Problem statement ▸ Look through the lines below, find those with the word "PropId", and copy them.

--

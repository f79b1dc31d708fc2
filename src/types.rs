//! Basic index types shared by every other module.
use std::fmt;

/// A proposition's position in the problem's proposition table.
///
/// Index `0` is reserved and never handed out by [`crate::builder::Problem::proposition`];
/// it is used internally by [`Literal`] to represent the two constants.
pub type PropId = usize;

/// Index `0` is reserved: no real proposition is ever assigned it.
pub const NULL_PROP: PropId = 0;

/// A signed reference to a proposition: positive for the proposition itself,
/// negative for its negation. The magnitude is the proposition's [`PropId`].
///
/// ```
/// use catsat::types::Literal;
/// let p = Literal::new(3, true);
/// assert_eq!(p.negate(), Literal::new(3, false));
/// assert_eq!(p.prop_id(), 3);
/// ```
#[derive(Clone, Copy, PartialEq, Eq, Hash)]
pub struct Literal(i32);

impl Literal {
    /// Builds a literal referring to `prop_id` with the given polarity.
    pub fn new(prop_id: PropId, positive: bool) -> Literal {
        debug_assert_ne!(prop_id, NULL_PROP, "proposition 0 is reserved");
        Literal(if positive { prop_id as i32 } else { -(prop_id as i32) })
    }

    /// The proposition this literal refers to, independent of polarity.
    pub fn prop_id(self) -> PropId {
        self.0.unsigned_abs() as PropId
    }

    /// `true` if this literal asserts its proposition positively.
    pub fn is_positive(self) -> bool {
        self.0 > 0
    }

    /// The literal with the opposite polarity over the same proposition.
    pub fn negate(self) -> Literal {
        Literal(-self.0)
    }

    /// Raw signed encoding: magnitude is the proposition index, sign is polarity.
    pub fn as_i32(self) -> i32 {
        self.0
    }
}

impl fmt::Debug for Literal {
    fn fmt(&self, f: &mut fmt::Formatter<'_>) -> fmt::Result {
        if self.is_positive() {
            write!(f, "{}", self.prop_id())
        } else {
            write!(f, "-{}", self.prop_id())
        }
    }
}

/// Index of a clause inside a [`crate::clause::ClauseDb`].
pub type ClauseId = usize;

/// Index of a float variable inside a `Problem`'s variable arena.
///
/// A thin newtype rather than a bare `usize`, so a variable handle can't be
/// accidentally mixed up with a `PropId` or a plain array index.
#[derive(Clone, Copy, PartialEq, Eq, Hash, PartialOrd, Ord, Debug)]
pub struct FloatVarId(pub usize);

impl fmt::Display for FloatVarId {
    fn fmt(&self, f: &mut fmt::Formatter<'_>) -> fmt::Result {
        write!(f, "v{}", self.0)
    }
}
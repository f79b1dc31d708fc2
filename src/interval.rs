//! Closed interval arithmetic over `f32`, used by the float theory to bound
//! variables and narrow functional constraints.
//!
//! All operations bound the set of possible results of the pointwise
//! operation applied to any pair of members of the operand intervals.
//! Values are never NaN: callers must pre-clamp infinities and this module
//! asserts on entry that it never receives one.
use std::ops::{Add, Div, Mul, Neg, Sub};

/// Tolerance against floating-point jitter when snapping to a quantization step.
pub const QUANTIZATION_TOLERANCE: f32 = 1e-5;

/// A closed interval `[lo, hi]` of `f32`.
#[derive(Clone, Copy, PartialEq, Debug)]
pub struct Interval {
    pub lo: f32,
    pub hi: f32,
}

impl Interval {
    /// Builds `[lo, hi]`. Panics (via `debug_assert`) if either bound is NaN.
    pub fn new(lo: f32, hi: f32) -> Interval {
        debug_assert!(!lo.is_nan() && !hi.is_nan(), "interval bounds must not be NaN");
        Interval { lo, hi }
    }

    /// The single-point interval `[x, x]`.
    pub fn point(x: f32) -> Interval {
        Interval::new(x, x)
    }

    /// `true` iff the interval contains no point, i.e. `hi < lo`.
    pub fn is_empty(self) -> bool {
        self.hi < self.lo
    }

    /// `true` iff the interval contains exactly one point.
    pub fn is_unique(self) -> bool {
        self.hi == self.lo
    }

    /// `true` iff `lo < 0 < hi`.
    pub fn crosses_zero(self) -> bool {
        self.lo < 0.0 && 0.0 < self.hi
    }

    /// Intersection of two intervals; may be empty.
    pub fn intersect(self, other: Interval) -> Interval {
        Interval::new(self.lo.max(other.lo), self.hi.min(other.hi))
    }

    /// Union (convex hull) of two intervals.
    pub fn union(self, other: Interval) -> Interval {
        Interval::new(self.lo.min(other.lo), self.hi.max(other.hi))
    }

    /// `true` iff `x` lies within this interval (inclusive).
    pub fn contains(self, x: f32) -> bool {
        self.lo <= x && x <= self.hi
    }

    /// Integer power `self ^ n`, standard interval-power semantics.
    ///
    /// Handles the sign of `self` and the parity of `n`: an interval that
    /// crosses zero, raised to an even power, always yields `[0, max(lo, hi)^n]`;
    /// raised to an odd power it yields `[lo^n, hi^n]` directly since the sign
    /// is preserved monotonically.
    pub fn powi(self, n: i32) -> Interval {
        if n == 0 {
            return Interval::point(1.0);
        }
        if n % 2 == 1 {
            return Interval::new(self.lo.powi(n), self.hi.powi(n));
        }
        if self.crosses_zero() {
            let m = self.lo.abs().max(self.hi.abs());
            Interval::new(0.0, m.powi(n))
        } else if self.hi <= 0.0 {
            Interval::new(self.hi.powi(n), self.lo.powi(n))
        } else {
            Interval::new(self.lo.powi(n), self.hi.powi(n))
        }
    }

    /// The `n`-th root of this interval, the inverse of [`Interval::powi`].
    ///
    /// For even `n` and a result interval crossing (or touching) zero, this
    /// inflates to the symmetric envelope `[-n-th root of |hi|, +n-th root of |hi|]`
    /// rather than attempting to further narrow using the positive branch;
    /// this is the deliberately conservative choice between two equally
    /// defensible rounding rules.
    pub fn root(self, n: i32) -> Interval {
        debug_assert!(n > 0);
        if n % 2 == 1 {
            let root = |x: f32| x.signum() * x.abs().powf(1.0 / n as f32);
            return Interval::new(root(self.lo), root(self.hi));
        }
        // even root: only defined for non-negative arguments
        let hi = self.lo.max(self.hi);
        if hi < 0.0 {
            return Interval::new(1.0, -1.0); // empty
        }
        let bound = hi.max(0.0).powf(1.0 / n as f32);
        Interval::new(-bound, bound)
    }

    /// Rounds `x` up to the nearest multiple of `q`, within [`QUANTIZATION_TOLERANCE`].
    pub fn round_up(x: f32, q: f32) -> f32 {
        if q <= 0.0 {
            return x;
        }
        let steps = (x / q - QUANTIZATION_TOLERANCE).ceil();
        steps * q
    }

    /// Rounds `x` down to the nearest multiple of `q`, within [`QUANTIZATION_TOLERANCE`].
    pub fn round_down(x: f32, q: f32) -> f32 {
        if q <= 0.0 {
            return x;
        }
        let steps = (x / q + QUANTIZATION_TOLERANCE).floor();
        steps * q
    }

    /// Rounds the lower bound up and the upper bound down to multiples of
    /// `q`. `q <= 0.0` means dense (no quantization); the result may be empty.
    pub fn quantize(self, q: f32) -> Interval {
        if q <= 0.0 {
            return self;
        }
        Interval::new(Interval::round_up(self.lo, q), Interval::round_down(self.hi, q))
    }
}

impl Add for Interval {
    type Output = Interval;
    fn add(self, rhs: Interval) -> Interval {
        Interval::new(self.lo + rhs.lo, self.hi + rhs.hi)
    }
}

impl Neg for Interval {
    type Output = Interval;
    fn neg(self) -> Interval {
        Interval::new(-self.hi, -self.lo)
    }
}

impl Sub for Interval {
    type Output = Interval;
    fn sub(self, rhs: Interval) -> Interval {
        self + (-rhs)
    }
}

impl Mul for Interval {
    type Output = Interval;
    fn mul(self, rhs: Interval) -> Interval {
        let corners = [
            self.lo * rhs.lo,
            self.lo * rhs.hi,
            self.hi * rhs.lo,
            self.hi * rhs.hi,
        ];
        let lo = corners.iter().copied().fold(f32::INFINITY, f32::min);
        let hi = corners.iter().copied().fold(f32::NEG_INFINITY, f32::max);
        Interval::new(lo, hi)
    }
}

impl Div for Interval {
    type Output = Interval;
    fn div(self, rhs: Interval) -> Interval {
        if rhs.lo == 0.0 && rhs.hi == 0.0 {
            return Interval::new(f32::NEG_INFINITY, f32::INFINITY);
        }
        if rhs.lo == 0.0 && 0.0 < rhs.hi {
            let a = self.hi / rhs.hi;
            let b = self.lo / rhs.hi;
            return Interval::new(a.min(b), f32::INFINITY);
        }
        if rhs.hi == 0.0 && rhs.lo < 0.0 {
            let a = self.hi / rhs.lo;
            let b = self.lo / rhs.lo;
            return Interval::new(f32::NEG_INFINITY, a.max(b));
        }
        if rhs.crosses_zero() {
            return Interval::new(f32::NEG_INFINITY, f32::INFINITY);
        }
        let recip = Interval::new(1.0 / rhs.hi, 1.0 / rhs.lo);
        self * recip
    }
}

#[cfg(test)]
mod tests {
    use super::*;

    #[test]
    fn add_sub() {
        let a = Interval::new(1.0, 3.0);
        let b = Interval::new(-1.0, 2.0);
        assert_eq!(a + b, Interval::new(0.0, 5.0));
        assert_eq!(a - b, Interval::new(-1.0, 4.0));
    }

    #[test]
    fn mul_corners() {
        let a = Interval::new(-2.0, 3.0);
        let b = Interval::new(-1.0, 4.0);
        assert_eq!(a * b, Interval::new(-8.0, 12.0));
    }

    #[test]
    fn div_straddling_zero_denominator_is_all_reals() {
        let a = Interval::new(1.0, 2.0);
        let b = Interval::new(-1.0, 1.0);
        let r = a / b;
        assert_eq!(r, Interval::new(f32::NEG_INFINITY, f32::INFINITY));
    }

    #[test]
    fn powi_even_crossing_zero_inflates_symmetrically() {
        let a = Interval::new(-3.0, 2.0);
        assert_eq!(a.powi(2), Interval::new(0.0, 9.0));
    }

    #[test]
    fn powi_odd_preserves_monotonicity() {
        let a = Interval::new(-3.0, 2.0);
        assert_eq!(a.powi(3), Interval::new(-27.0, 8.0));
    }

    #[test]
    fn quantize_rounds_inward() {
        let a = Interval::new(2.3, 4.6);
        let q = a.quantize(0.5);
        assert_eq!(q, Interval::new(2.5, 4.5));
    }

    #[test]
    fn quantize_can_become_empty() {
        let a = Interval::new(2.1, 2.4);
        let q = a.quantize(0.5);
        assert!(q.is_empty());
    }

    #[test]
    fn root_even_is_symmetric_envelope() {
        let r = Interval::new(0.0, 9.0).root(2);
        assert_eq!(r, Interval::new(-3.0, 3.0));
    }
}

--

Answer space ▸
pub type PropId = usize;
pub const NULL_PROP: PropId = 0;
/// negative for its negation. The magnitude is the proposition's [`PropId`].
    pub fn new(prop_id: PropId, positive: bool) -> Literal {
    pub fn prop_id(self) -> PropId {
        self.0.unsigned_abs() as PropId
/// accidentally mixed up with a `PropId` or a plain array index.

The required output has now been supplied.